Alzheimer’s disease (AD) is a progressive neurodegenerative disorder characterized by cognitive decline and memory loss. The APOE ε4 allele, the strongest genetic risk factor for AD, plays a key role in lipid metabolism, inflammatory response, and neurovascular function (Caselli et al., 2009; Jackson et al., 2021; Peng et al., 2018; Tzioras et al., 2019). Furthermore, APOE ε4 has been associated with faster rates of progression in AD (Kanai et al., 1999; Freudenberg-Hua et al., 2018).
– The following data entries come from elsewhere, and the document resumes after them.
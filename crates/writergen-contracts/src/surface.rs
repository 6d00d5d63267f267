use std::sync::{Arc, Mutex, PoisonError};

use chrono::{SecondsFormat, Utc};
use serde_json::{Map, Value};

use crate::capability::CapabilityKind;
use crate::request::{GenerationRequest, RequestState, Ticket};

pub type EventPayload = Map<String, Value>;

/// Rendering side that receives state updates from the core.
///
/// Every event is a flat JSON object carrying at least `type`, `capability`
/// and `ts`.
pub trait Surface: Send {
    fn publish(&self, event: Value);
}

/// Stamps events with the default fields before handing them to a surface.
pub struct SurfaceEmitter {
    surface: Box<dyn Surface>,
}

impl SurfaceEmitter {
    pub fn new(surface: impl Surface + 'static) -> Self {
        Self {
            surface: Box::new(surface),
        }
    }

    /// Default fields are `type`, `capability`, `ticket` and `ts`; the
    /// payload is merged last and may override them.
    pub fn emit(
        &self,
        event_type: &str,
        capability: Option<CapabilityKind>,
        ticket: Option<Ticket>,
        payload: EventPayload,
    ) -> Value {
        let mut event = Map::new();
        event.insert("type".to_string(), Value::String(event_type.to_string()));
        if let Some(capability) = capability {
            event.insert(
                "capability".to_string(),
                Value::String(capability.as_str().to_string()),
            );
        }
        if let Some(ticket) = ticket {
            event.insert("ticket".to_string(), Value::from(ticket.value()));
        }
        event.insert("ts".to_string(), Value::String(now_utc_iso()));
        for (key, value) in payload {
            event.insert(key, value);
        }
        let event = Value::Object(event);
        self.surface.publish(event.clone());
        event
    }

    /// Publish the current state of `request` as a `request_state` event.
    pub fn emit_request(&self, request: &GenerationRequest) -> Value {
        self.emit(
            "request_state",
            Some(request.kind()),
            request.ticket(),
            request_payload(request),
        )
    }
}

/// Flatten a request record into event fields.
pub fn request_payload(request: &GenerationRequest) -> EventPayload {
    let mut payload = EventPayload::new();
    payload.insert(
        "status".to_string(),
        Value::String(request.status().as_str().to_string()),
    );
    if let Some(id) = request.id() {
        payload.insert("request_id".to_string(), Value::String(id.to_string()));
    }
    if let Some(input) = request.input() {
        payload.insert("input".to_string(), Value::String(input.to_string()));
    }
    match request.state() {
        RequestState::Idle | RequestState::Submitting { .. } => {}
        RequestState::Running { job_id, .. } => {
            payload.insert("job_id".to_string(), Value::String(job_id.clone()));
        }
        RequestState::Completed { completion, .. } => {
            payload.insert("result".to_string(), completion.result.to_json());
            payload.insert(
                "fallback_used".to_string(),
                Value::Bool(completion.recovery == crate::normalize::Recovery::Fallback),
            );
        }
        RequestState::Failed { failure, .. } => {
            payload.insert(
                "error_kind".to_string(),
                Value::String(failure.kind.as_str().to_string()),
            );
            payload.insert("error".to_string(), Value::String(failure.message.clone()));
        }
    }
    payload
}

/// Surface that drops every event.
#[derive(Debug, Clone, Copy, Default)]
pub struct NullSurface;

impl Surface for NullSurface {
    fn publish(&self, _event: Value) {}
}

/// Surface that keeps events in memory, shared across clones.
#[derive(Debug, Clone, Default)]
pub struct RecordingSurface {
    events: Arc<Mutex<Vec<Value>>>,
}

impl RecordingSurface {
    pub fn new() -> Self {
        Self::default()
    }

    pub fn events(&self) -> Vec<Value> {
        self.events
            .lock()
            .unwrap_or_else(PoisonError::into_inner)
            .clone()
    }

    pub fn event_types(&self) -> Vec<String> {
        self.events()
            .iter()
            .filter_map(|event| event.get("type").and_then(Value::as_str))
            .map(str::to_string)
            .collect()
    }
}

impl Surface for RecordingSurface {
    fn publish(&self, event: Value) {
        self.events
            .lock()
            .unwrap_or_else(PoisonError::into_inner)
            .push(event);
    }
}

fn now_utc_iso() -> String {
    Utc::now().to_rfc3339_opts(SecondsFormat::Micros, false)
}

#[cfg(test)]
mod tests {
    use chrono::DateTime;
    use serde_json::Value;

    use super::*;
    use crate::errors::{Failure, FailureKind};

    #[test]
    fn emit_stamps_default_fields() -> anyhow::Result<()> {
        let recording = RecordingSurface::new();
        let emitter = SurfaceEmitter::new(recording.clone());

        let mut payload = EventPayload::new();
        payload.insert("card_id".to_string(), Value::String("image-1".to_string()));
        let emitted = emitter.emit("card_added", Some(CapabilityKind::Image), None, payload);

        let events = recording.events();
        assert_eq!(events, vec![emitted.clone()]);
        assert_eq!(emitted["type"], "card_added");
        assert_eq!(emitted["capability"], "image");
        assert_eq!(emitted["card_id"], "image-1");
        assert!(emitted.get("ticket").is_none());
        DateTime::parse_from_rfc3339(emitted["ts"].as_str().unwrap_or(""))?;
        Ok(())
    }

    #[test]
    fn payload_can_override_default_keys() {
        let emitter = SurfaceEmitter::new(NullSurface);
        let mut payload = EventPayload::new();
        payload.insert("type".to_string(), Value::String("override".to_string()));
        let emitted = emitter.emit("request_state", None, None, payload);
        assert_eq!(emitted["type"], "override");
    }

    #[test]
    fn request_events_carry_status_and_failure() {
        let recording = RecordingSurface::new();
        let emitter = SurfaceEmitter::new(recording.clone());
        let mut request = GenerationRequest::new(CapabilityKind::Emotion);
        let Some(ticket) = request.begin("rain on the window") else {
            panic!("idle begin");
        };
        emitter.emit_request(&request);
        request.fail(ticket, Failure::new(FailureKind::Declined, "declined"), None);
        emitter.emit_request(&request);

        let events = recording.events();
        assert_eq!(recording.event_types(), vec!["request_state", "request_state"]);
        assert_eq!(events[0]["status"], "submitting");
        assert_eq!(events[0]["ticket"], 1);
        assert_eq!(events[0]["input"], "rain on the window");
        assert_eq!(events[1]["status"], "failed");
        assert_eq!(events[1]["error_kind"], "declined");
    }
}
It may also act as a modifier of cognitive decline through its interaction with cardiovascular diseases (CVDs) (Scuteri et al., 2005; Wei et al., 2024). The combination of APOE ε4 dosage and CVDs may work synergistically to worsen cognitive outcomes in individuals with both increased genetic and vascular risks (Lee B. C. et al., 2023; Levine et al., 2023).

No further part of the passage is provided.